Insecure Work in Australia Fact #2: Underemployment

For many Australians, having a job is no guarantee that they will receive enough hours of work to meet their income requirements. The Australian Bureau of Statistics measures underemployment among individuals who report wanting to work additional hours.[1] The underemployment ratio (underemployed workers as share of total employment) has jumped by 1.5 percentage points over the last five years. This reflects the compulsion facing workers in a weak labour market to accept less desirable jobs, in order to earn at least some money while awaiting better opportunities. Over 9 per cent of all employed workers in 2017 prefered to work more hours — the highest underemployment ratio ever.

Underemployment as Share Total Employment

Centre for Future Work calculations from ABS Catalogue 6291.0.55.003, Table 19.

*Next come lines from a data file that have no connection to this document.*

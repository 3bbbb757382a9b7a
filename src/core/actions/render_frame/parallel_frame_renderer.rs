use std::num::NonZeroU32;
use std::time::Instant;

use crate::core::actions::cancellation::{CancelToken, NeverCancel};
use crate::core::actions::render_frame::ports::colour_map::ColourMap;
use crate::core::actions::render_frame::ports::fractal_algorithm::FractalAlgorithm;
use crate::core::actions::render_frame::render_frame::RenderError;
use crate::core::actions::render_frame::render_frame_rayon::render_frame_rayon;
use crate::core::actions::render_frame::render_frame_scoped_threads::render_frame_scoped_threads;
use crate::core::data::pixel_buffer::PixelBuffer;
use crate::core::data::viewport::Viewport;
use crate::core::util::available_workers::available_workers;

#[derive(Debug, Clone, Copy, PartialEq, Eq, Default)]
pub enum RenderStrategy {
    /// One OS thread per tile, spawned fresh for every frame.
    #[default]
    ScopedThreads,
    /// A rayon pool built for every frame with exactly `workers` threads.
    Rayon,
}

/// Renders whole frames by splitting them into column tiles, one per worker.
///
/// The worker count is fixed when the renderer is created; the effective
/// count for a frame is never more than the frame's width.
#[derive(Debug, Clone, Copy, PartialEq, Eq)]
pub struct ParallelFrameRenderer {
    workers: NonZeroU32,
    strategy: RenderStrategy,
}

impl Default for ParallelFrameRenderer {
    fn default() -> Self {
        Self::new()
    }
}

impl ParallelFrameRenderer {
    /// Uses one worker per available hardware thread.
    #[must_use]
    pub fn new() -> Self {
        Self::with_workers(available_workers())
    }

    #[must_use]
    pub fn with_workers(workers: NonZeroU32) -> Self {
        Self {
            workers,
            strategy: RenderStrategy::default(),
        }
    }

    #[must_use]
    pub fn with_strategy(self, strategy: RenderStrategy) -> Self {
        Self { strategy, ..self }
    }

    pub fn workers(&self) -> NonZeroU32 {
        self.workers
    }

    pub fn strategy(&self) -> RenderStrategy {
        self.strategy
    }

    pub fn render<Alg, CMap>(
        &self,
        viewport: &Viewport,
        algorithm: &Alg,
        colour_map: &CMap,
    ) -> Result<PixelBuffer, RenderError>
    where
        Alg: FractalAlgorithm + Sync,
        CMap: ColourMap<Alg::Success> + Sync,
    {
        self.render_cancelable(viewport, algorithm, colour_map, &NeverCancel)
    }

    /// Renders a frame, giving up between columns once `cancel` fires.
    ///
    /// Pixels whose value could not be computed are written in the fallback
    /// colour and reported as one warning per frame.
    pub fn render_cancelable<Alg, CMap, C>(
        &self,
        viewport: &Viewport,
        algorithm: &Alg,
        colour_map: &CMap,
        cancel: &C,
    ) -> Result<PixelBuffer, RenderError>
    where
        Alg: FractalAlgorithm + Sync,
        CMap: ColourMap<Alg::Success> + Sync,
        C: CancelToken,
    {
        let pixel_rect = viewport.pixel_rect();
        log::debug!(
            "rendering {}x{} frame of {} with {} workers ({:?}, colours: {})",
            pixel_rect.width(),
            pixel_rect.height(),
            viewport.region(),
            self.workers,
            self.strategy,
            colour_map.display_name()
        );

        let started = Instant::now();
        let (pixel_buffer, faults) = match self.strategy {
            RenderStrategy::ScopedThreads => render_frame_scoped_threads(
                viewport,
                algorithm,
                colour_map,
                self.workers,
                cancel,
            ),
            RenderStrategy::Rayon => {
                render_frame_rayon(viewport, algorithm, colour_map, self.workers, cancel)
            }
        }?;

        if faults > 0 {
            log::warn!(
                "{} of {} pixels could not be computed and were drawn in the fallback colour",
                faults,
                pixel_rect.size()
            );
        }

        log::info!(
            "rendered {}x{} frame in {:.1?}",
            pixel_rect.width(),
            pixel_rect.height(),
            started.elapsed()
        );

        Ok(pixel_buffer)
    }
}
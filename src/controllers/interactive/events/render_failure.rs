use std::error::Error;
use std::fmt;

/// A frame that could not be produced. The previous frame stays on screen.
#[derive(Debug, Clone, PartialEq, Eq)]
pub struct RenderFailure {
    pub generation: u64,
    pub message: String,
}

impl fmt::Display for RenderFailure {
    fn fmt(&self, f: &mut fmt::Formatter<'_>) -> fmt::Result {
        write!(f, "frame {} failed: {}", self.generation, self.message)
    }
}

impl Error for RenderFailure {}
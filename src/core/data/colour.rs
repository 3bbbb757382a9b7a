#[derive(Debug, Copy, Clone, PartialEq, Eq, Default)]
pub struct Colour {
    pub r: u8,
    pub g: u8,
    pub b: u8,
}

impl Colour {
    pub const BLACK: Self = Self { r: 0, g: 0, b: 0 };
}
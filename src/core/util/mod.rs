pub mod available_workers;
pub mod calculate_column_tiles;
pub mod pixel_to_complex_coords;
use crate::core::data::pixel_buffer::PixelBuffer;
use crate::core::data::viewport::Viewport;
use std::time::Duration;

#[derive(Debug)]
pub struct FrameData {
    pub generation: u64,
    pub viewport: Viewport,
    pub pixel_buffer: PixelBuffer,
    pub render_duration: Duration,
}
use std::num::NonZeroU32;

/// Number of hardware execution units, falling back to one when the platform
/// cannot report it.
#[must_use]
pub fn available_workers() -> NonZeroU32 {
    std::thread::available_parallelism()
        .ok()
        .and_then(|n| NonZeroU32::new(n.get() as u32))
        .unwrap_or(NonZeroU32::MIN)
}
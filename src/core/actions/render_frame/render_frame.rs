use crate::core::actions::cancellation::{CancelToken, Cancelled, NeverCancel};
use crate::core::actions::render_frame::ports::colour_map::ColourMap;
use crate::core::actions::render_frame::ports::fractal_algorithm::FractalAlgorithm;
use crate::core::data::colour::Colour;
use crate::core::data::column_tile::ColumnTile;
use crate::core::data::pixel_buffer::{BYTES_PER_PIXEL, PixelBuffer, PixelBufferError};
use crate::core::data::viewport::Viewport;
use std::error::Error;
use std::fmt;

/// Written for any pixel whose orbit or colour could not be computed.
pub const FALLBACK_COLOUR: Colour = Colour::BLACK;

#[derive(Debug)]
pub enum RenderError {
    /// A worker panicked; the frame is discarded.
    WorkerPanicked { tile: ColumnTile },
    Cancelled(Cancelled),
    PixelBuffer(PixelBufferError),
    ThreadPool(String),
}

impl fmt::Display for RenderError {
    fn fmt(&self, f: &mut fmt::Formatter<'_>) -> fmt::Result {
        match self {
            Self::WorkerPanicked { tile } => write!(
                f,
                "render worker for columns {}..{} panicked",
                tile.start, tile.end
            ),
            Self::Cancelled(c) => write!(f, "{}", c),
            Self::PixelBuffer(err) => write!(f, "pixel buffer error: {}", err),
            Self::ThreadPool(message) => write!(f, "could not start render workers: {}", message),
        }
    }
}

impl Error for RenderError {
    fn source(&self) -> Option<&(dyn Error + 'static)> {
        match self {
            Self::Cancelled(c) => Some(c),
            Self::PixelBuffer(err) => Some(err),
            Self::WorkerPanicked { .. } | Self::ThreadPool(_) => None,
        }
    }
}

impl From<PixelBufferError> for RenderError {
    fn from(err: PixelBufferError) -> Self {
        Self::PixelBuffer(err)
    }
}

impl From<Cancelled> for RenderError {
    fn from(err: Cancelled) -> Self {
        Self::Cancelled(err)
    }
}

/// Fills the column-major `pixels` slice owned by `tile`.
///
/// Returns how many pixels fell back to [`FALLBACK_COLOUR`]. Checks the cancel
/// token before each column.
pub(crate) fn render_tile<Alg, CMap, C>(
    tile: ColumnTile,
    pixels: &mut [u8],
    viewport: &Viewport,
    algorithm: &Alg,
    colour_map: &CMap,
    cancel: &C,
) -> Result<u64, Cancelled>
where
    Alg: FractalAlgorithm,
    CMap: ColourMap<Alg::Success>,
    C: CancelToken,
{
    let height = viewport.pixel_rect().height();
    let mut faults = 0;

    for x in tile.columns() {
        if cancel.is_cancelled() {
            return Err(Cancelled);
        }

        let column_offset = (x - tile.start) as usize * height as usize;

        for y in 0..height {
            let point = viewport.fractional_pixel_to_plane(x as f64, y as f64);

            let colour = match algorithm.compute(point) {
                Ok(value) => colour_map.map(value).ok(),
                Err(_) => None,
            }
            .unwrap_or_else(|| {
                faults += 1;
                FALLBACK_COLOUR
            });

            let index = (column_offset + y as usize) * BYTES_PER_PIXEL;
            pixels[index] = colour.r;
            pixels[index + 1] = colour.g;
            pixels[index + 2] = colour.b;
        }
    }

    Ok(faults)
}

/// Single-threaded reference render of the whole viewport.
pub fn render_frame_serial<Alg, CMap>(
    viewport: &Viewport,
    algorithm: &Alg,
    colour_map: &CMap,
) -> Result<PixelBuffer, RenderError>
where
    Alg: FractalAlgorithm,
    CMap: ColourMap<Alg::Success>,
{
    render_frame_serial_cancelable(viewport, algorithm, colour_map, &NeverCancel)
        .map(|(pixel_buffer, _)| pixel_buffer)
}

/// Like [`render_frame_serial`], also returning the fallback pixel count.
pub fn render_frame_serial_cancelable<Alg, CMap, C>(
    viewport: &Viewport,
    algorithm: &Alg,
    colour_map: &CMap,
    cancel: &C,
) -> Result<(PixelBuffer, u64), RenderError>
where
    Alg: FractalAlgorithm,
    CMap: ColourMap<Alg::Success>,
    C: CancelToken,
{
    let pixel_rect = viewport.pixel_rect();
    let tile = ColumnTile {
        start: 0,
        end: pixel_rect.width(),
    };
    let mut pixel_buffer = PixelBuffer::new(pixel_rect);

    let faults = {
        let mut slices = pixel_buffer.column_tiles_mut(&[tile])?;
        render_tile(tile, &mut *slices[0], viewport, algorithm, colour_map, cancel)?
    };

    Ok((pixel_buffer, faults))
}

The problem of underemployment is closely tied to the growth of part-time work. 27 per cent of part-time workers would prefer to work more hours — and one-third of male part-time workers want more hours. This confirms that the growth of part-time work has been driven largely by a lack of full-time opportunities, rather than by a preference by workers for part-time schedules.

Read Full Report on Dimensions of Insecure Work

[1] This measure does not consider the problem of workers whose jobs do not fully utilise their skills and capacities, which is another dimension of “underemployment.”